_Work to complete_
Those lines of the following listing which contain the string "finish" should be returned.

** Data supplied follows **

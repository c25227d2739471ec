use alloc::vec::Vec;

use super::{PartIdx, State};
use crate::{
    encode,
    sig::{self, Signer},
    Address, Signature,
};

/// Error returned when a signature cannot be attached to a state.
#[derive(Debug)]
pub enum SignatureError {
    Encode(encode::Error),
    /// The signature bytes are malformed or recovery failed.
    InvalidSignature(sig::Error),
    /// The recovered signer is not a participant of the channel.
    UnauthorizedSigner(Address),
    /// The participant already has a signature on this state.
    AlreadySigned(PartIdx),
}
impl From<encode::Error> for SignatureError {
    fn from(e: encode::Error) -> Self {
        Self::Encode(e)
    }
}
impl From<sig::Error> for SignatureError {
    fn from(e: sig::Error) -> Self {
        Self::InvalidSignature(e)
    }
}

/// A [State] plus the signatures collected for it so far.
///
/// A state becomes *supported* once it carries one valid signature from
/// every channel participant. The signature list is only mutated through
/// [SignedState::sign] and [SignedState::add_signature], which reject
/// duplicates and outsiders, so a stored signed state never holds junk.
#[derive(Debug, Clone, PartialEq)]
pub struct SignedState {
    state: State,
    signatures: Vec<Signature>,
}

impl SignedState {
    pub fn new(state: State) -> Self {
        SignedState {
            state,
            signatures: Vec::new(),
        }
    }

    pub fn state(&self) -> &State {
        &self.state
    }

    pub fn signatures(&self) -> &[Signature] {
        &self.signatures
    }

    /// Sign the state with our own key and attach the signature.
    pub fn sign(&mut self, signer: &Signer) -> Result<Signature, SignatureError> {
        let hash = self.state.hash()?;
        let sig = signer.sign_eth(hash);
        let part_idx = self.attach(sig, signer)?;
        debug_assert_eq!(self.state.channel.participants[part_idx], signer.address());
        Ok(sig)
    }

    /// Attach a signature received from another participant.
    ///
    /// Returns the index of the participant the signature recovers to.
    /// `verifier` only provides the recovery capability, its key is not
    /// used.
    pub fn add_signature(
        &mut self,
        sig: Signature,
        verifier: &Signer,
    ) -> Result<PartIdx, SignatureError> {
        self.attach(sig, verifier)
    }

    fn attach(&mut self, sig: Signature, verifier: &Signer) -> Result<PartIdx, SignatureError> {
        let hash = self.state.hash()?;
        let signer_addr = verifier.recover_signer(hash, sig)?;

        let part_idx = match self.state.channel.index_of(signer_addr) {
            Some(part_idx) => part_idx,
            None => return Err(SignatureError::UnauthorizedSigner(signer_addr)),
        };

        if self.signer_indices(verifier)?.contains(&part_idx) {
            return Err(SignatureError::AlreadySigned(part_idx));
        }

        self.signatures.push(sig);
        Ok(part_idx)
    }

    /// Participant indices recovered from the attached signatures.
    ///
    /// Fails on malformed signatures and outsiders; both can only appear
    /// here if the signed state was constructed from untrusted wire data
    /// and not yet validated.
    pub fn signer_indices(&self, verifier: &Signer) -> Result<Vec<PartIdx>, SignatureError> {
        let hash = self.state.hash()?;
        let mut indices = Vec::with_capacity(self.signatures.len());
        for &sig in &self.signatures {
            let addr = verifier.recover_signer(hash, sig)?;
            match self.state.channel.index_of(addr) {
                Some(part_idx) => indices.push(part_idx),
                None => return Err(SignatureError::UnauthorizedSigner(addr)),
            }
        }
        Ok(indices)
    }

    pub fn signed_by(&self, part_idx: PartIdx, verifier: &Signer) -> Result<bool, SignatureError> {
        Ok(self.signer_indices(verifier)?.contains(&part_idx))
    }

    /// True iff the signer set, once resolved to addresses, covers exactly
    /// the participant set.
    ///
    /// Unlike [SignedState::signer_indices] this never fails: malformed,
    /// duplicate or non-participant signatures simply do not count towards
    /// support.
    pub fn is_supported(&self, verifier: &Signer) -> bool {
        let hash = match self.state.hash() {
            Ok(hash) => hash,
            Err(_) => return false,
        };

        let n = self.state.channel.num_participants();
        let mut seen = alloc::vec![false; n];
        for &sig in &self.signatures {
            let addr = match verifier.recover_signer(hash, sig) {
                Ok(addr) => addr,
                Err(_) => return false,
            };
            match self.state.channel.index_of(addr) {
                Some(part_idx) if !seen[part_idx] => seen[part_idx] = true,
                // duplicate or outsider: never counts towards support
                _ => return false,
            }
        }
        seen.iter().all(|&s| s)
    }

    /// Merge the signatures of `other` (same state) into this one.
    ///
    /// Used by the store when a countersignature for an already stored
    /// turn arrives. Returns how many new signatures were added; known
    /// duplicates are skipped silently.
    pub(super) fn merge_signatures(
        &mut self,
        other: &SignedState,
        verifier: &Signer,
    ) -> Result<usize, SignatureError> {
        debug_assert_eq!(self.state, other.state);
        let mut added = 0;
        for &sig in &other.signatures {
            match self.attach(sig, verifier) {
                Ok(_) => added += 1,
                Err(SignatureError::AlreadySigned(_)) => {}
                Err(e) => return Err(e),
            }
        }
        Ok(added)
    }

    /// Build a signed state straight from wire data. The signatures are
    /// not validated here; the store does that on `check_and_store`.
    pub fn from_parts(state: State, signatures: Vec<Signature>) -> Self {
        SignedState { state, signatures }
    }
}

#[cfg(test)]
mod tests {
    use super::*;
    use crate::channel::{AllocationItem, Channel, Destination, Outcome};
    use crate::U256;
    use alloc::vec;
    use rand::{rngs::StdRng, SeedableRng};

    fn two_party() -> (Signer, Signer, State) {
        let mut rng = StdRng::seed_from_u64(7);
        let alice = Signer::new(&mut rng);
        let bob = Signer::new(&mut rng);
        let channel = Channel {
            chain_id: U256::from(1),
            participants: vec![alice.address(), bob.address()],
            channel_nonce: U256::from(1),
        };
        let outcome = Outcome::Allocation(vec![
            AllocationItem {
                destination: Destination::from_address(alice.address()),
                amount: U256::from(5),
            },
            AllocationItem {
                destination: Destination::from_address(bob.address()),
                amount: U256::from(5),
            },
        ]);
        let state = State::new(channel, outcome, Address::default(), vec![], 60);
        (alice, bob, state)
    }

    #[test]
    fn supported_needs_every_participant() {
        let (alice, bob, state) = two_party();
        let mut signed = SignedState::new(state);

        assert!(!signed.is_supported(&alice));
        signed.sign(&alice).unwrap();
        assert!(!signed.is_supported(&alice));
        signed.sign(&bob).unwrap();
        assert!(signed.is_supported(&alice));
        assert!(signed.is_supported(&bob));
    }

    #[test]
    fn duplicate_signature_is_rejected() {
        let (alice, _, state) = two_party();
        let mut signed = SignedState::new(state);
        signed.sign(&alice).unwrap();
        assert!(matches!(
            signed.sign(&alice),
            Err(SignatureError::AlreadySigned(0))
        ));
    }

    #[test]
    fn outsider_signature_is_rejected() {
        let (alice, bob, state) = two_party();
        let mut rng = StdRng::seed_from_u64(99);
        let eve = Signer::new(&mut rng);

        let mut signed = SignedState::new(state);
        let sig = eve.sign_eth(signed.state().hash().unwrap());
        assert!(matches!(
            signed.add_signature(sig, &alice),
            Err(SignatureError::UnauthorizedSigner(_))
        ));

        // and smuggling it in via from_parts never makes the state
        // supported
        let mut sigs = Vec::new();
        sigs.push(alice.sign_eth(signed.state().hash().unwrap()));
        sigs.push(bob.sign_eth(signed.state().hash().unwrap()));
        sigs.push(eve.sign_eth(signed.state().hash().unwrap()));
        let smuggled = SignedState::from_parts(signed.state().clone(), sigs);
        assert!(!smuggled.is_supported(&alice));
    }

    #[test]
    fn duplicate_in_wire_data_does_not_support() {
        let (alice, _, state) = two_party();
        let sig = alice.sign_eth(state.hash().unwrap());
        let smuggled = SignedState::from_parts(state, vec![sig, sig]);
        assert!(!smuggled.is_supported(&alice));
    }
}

** End of Data supplied **
** Data supplied follows **

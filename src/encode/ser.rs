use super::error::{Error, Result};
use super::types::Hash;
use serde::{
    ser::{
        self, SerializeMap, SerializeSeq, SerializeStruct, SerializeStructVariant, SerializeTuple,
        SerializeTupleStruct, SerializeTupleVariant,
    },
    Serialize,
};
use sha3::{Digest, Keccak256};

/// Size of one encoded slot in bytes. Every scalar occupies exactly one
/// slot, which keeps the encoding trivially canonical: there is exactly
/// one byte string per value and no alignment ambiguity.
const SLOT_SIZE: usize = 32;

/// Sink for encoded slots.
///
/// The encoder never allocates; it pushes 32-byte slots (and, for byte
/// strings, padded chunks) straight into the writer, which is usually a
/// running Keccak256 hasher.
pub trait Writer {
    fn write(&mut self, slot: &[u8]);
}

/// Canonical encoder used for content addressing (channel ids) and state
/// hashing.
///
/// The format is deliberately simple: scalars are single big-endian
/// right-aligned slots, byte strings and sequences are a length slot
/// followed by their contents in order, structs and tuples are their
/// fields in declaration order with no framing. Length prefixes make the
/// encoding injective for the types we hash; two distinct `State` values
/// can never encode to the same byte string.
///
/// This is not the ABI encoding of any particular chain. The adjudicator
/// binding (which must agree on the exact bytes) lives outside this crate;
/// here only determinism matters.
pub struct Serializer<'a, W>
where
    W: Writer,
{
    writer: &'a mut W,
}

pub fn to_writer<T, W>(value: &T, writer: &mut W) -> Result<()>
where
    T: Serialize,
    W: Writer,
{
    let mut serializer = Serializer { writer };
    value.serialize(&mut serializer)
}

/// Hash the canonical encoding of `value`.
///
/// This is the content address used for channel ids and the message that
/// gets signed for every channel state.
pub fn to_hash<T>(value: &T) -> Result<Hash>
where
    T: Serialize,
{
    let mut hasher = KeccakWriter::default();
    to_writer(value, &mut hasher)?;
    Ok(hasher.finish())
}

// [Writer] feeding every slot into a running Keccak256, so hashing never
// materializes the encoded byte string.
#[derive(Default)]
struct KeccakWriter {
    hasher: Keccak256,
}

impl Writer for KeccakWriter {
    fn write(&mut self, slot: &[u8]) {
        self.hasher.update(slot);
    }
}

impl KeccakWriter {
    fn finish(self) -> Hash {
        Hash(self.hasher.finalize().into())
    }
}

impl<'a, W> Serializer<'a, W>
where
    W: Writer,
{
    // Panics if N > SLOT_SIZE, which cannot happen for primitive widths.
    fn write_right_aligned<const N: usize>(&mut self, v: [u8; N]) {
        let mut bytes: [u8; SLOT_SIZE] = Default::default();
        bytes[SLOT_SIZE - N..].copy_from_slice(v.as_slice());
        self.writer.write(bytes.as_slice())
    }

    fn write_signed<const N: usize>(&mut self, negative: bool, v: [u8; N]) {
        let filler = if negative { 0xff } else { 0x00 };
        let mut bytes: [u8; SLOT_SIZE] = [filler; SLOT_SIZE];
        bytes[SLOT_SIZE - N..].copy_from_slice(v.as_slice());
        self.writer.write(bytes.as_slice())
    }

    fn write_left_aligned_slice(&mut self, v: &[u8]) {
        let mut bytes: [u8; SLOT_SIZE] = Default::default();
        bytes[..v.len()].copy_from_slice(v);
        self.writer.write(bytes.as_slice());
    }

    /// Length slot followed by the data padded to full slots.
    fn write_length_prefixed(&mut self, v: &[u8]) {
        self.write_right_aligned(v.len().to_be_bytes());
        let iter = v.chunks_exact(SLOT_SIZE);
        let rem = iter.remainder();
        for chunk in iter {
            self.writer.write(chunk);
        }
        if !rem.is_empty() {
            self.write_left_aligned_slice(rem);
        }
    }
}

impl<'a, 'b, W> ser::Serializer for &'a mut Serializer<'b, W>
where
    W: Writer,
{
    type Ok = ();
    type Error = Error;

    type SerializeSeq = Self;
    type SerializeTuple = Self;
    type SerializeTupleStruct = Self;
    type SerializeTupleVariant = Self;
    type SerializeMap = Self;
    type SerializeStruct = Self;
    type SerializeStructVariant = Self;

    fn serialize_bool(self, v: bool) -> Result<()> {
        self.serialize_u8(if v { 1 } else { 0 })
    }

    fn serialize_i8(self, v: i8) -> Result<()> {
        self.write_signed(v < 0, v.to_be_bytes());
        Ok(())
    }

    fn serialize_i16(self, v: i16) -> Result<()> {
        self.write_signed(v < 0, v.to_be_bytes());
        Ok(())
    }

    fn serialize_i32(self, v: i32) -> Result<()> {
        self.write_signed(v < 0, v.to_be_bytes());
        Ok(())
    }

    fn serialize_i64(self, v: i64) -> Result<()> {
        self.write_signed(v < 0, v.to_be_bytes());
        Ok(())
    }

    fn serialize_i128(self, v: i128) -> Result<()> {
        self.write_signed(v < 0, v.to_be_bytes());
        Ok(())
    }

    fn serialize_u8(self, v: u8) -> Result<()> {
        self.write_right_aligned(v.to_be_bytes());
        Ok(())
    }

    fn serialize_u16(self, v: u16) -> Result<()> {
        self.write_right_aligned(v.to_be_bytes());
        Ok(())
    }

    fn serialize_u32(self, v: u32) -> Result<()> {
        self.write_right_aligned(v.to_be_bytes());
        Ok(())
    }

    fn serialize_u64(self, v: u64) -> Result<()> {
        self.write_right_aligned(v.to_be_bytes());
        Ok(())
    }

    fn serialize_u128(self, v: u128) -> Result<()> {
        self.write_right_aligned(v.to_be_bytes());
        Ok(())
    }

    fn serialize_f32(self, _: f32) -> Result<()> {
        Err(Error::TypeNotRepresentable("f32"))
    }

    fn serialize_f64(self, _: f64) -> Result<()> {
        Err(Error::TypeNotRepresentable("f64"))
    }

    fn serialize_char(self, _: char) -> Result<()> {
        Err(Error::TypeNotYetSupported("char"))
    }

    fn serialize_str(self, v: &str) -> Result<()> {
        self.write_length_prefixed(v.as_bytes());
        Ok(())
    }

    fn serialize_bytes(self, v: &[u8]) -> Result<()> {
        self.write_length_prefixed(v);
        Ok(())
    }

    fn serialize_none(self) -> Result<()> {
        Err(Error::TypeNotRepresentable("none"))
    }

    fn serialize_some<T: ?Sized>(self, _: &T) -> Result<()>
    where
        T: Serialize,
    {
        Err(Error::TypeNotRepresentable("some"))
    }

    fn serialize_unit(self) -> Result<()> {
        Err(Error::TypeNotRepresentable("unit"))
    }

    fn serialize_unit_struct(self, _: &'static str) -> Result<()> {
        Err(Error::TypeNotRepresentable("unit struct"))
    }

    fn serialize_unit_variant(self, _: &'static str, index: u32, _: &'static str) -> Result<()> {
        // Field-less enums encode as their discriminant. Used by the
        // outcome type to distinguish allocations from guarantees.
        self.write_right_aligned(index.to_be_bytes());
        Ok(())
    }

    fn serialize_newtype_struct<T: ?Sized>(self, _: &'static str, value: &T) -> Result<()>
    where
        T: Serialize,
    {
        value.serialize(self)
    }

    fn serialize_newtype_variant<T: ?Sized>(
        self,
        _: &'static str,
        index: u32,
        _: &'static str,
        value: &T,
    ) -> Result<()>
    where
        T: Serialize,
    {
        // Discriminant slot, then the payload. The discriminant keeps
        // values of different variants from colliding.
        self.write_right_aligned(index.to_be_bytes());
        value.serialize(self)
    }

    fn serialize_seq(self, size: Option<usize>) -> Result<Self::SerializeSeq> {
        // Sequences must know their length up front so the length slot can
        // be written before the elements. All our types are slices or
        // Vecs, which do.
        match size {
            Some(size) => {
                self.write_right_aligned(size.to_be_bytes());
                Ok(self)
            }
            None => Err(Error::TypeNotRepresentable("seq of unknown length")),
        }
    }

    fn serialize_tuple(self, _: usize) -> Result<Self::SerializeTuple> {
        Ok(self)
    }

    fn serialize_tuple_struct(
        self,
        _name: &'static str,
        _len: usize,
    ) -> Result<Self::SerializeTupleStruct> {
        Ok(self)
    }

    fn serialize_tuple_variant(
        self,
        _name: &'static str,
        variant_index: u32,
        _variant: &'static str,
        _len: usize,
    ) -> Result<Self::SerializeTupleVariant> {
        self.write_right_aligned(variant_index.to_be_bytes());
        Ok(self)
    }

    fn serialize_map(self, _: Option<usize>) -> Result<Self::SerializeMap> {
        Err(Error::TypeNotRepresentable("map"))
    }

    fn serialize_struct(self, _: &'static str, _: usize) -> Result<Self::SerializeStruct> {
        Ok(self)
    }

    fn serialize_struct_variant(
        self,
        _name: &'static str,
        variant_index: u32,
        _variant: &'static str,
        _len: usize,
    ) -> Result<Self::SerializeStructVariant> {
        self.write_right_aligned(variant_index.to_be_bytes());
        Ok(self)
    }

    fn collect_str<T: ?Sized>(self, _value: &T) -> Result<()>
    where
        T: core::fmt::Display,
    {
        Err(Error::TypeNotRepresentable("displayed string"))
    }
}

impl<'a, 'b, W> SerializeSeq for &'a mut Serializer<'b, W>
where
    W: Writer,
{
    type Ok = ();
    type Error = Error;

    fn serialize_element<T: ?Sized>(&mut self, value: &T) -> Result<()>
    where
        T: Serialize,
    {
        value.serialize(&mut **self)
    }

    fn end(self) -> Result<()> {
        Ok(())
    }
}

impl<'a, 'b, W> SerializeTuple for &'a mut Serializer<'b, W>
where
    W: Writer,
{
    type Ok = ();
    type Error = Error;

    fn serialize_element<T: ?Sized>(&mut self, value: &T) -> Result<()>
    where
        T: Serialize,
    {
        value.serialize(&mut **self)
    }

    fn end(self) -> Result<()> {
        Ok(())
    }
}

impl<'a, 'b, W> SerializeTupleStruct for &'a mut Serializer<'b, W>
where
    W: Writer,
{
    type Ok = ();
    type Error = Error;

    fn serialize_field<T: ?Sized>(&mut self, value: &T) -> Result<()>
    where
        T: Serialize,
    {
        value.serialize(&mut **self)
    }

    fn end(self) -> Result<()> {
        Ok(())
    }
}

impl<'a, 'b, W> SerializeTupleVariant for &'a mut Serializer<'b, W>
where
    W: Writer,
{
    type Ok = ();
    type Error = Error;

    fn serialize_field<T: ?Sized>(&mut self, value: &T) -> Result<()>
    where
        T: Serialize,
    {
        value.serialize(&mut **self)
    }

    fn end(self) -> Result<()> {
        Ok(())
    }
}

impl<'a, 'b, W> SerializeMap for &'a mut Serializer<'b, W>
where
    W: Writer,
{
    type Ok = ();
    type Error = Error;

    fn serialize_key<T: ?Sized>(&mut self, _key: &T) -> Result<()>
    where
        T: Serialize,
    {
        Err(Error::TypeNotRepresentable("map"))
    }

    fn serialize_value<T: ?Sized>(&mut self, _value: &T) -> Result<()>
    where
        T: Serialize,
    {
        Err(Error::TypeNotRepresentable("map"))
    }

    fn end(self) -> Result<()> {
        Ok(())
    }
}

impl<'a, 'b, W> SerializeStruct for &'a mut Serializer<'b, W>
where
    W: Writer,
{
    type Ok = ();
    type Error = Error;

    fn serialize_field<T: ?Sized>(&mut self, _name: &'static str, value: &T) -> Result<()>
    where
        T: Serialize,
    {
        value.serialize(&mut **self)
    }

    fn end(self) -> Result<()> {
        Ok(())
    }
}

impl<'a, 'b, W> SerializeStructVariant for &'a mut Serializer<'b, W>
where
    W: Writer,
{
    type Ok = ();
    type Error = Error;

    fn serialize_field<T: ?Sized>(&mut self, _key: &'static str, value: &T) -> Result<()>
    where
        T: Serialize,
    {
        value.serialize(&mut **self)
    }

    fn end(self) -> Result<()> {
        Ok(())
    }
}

** End of Data supplied **

_Task answer_
    Ok(hasher.finish())
    fn finish(self) -> Hash {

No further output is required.